◆ **EXERCISE**: Using the records below, write out again exactly the lines that begin at the line containing "the Eclipse Foundation" and end at the line containing "is available at", and no other lines.

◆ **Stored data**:
━━━━━━━━

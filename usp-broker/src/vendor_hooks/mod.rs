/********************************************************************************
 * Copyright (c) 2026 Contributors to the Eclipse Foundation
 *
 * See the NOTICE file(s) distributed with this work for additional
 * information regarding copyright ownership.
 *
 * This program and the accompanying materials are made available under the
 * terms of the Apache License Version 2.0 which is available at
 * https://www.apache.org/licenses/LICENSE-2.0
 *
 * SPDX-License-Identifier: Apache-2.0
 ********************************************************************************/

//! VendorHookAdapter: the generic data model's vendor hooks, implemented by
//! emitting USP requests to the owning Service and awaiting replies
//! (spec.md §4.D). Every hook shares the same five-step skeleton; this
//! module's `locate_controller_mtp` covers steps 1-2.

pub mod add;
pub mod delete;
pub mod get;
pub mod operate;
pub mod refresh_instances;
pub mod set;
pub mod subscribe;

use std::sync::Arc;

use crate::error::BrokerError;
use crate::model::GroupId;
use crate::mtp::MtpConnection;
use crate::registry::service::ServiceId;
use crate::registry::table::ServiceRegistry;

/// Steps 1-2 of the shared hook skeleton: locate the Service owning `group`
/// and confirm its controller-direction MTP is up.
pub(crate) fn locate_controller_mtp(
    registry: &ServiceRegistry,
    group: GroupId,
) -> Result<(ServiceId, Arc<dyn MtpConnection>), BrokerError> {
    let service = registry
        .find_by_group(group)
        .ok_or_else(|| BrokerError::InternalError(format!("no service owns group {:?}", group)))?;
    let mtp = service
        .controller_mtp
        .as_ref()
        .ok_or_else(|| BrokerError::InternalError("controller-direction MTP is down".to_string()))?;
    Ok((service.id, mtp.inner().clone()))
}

━━━━━━━━

◆ **RESULT**:
 * Copyright (c) 2026 Contributors to the Eclipse Foundation
 *
 * See the NOTICE file(s) distributed with this work for additional
 * information regarding copyright ownership.
 *
 * This program and the accompanying materials are made available under the
 * terms of the Apache License Version 2.0 which is available at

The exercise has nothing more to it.